WORK REQUEST = For each line of the data that includes the word "records", copy the line.

[Collected data]
_ _ _ _

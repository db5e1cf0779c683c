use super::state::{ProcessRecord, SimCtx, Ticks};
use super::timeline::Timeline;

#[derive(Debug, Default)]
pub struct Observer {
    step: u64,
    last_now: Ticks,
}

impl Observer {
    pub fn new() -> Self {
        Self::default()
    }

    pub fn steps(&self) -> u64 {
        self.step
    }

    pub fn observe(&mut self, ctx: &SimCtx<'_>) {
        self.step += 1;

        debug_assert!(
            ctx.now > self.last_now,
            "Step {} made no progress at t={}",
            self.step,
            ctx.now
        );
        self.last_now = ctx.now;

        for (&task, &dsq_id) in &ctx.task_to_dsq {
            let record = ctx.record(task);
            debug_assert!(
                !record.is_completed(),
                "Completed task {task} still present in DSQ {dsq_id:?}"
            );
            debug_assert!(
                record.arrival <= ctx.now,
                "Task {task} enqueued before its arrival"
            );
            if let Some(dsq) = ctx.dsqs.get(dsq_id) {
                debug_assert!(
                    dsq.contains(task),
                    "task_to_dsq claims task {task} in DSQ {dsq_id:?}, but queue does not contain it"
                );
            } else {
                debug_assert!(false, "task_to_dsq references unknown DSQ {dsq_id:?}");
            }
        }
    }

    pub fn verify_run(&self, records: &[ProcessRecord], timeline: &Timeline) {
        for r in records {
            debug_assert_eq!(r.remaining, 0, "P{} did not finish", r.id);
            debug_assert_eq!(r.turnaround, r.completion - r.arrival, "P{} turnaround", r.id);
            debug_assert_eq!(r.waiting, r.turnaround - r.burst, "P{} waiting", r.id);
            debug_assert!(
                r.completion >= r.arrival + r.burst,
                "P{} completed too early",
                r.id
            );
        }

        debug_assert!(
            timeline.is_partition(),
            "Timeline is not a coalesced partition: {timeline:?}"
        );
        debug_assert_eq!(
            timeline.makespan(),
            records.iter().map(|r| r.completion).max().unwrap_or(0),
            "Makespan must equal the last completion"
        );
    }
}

_ _ _ _

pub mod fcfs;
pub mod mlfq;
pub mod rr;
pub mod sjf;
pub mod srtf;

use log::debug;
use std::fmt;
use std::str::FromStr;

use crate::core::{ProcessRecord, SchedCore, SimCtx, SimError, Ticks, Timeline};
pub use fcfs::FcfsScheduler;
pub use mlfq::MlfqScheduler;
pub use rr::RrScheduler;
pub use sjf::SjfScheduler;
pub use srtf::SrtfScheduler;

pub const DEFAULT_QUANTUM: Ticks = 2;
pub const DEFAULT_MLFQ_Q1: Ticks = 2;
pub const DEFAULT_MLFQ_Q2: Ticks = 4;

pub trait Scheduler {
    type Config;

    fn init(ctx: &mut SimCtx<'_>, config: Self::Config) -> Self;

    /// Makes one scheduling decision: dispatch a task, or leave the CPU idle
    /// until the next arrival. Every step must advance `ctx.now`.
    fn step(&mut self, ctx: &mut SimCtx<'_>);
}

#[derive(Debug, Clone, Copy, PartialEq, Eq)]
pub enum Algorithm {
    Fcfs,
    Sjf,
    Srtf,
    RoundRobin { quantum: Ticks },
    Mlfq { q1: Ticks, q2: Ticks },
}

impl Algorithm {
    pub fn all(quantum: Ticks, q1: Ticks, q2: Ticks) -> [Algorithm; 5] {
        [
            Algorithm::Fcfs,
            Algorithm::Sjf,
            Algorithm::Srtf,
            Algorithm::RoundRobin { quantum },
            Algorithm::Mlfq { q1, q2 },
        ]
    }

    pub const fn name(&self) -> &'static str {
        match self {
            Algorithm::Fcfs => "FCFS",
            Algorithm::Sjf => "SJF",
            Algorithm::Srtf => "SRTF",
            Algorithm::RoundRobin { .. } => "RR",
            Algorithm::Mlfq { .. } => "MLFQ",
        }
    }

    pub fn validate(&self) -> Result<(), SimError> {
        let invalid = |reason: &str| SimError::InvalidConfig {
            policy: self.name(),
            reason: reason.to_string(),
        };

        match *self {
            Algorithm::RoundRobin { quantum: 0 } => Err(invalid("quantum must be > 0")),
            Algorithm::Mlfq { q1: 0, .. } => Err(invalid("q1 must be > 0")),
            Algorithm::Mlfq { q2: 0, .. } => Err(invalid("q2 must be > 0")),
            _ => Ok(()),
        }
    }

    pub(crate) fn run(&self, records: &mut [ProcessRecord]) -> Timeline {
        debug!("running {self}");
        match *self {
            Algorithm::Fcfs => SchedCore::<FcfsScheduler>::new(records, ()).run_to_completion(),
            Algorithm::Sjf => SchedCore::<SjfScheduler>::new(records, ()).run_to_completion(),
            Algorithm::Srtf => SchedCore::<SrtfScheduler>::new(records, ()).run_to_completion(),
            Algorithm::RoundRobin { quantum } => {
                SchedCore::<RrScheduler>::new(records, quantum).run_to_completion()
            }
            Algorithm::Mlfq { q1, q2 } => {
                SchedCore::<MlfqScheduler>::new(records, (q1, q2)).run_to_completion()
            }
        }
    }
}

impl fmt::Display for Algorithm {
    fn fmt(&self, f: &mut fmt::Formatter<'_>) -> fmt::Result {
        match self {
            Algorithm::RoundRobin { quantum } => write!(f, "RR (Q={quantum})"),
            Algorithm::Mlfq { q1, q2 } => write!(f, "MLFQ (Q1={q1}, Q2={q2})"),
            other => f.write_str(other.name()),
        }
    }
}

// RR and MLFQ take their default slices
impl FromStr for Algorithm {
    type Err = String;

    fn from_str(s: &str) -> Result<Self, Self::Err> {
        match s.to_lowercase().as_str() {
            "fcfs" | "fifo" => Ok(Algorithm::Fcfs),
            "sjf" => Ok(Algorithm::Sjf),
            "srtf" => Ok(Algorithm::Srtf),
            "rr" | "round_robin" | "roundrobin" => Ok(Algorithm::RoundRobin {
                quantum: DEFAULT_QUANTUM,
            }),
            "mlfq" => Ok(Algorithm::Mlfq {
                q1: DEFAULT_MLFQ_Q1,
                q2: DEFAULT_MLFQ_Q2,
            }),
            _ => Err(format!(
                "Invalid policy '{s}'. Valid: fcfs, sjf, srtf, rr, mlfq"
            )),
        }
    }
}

_ _ _ _

SOLUTION TO THE EXERCISE =
    pub fn verify_run(&self, records: &[ProcessRecord], timeline: &Timeline) {
        for r in records {
            records.iter().map(|r| r.completion).max().unwrap_or(0),
    pub(crate) fn run(&self, records: &mut [ProcessRecord]) -> Timeline {
            Algorithm::Fcfs => SchedCore::<FcfsScheduler>::new(records, ()).run_to_completion(),
            Algorithm::Sjf => SchedCore::<SjfScheduler>::new(records, ()).run_to_completion(),
            Algorithm::Srtf => SchedCore::<SrtfScheduler>::new(records, ()).run_to_completion(),
                SchedCore::<RrScheduler>::new(records, quantum).run_to_completion()
                SchedCore::<MlfqScheduler>::new(records, (q1, q2)).run_to_completion()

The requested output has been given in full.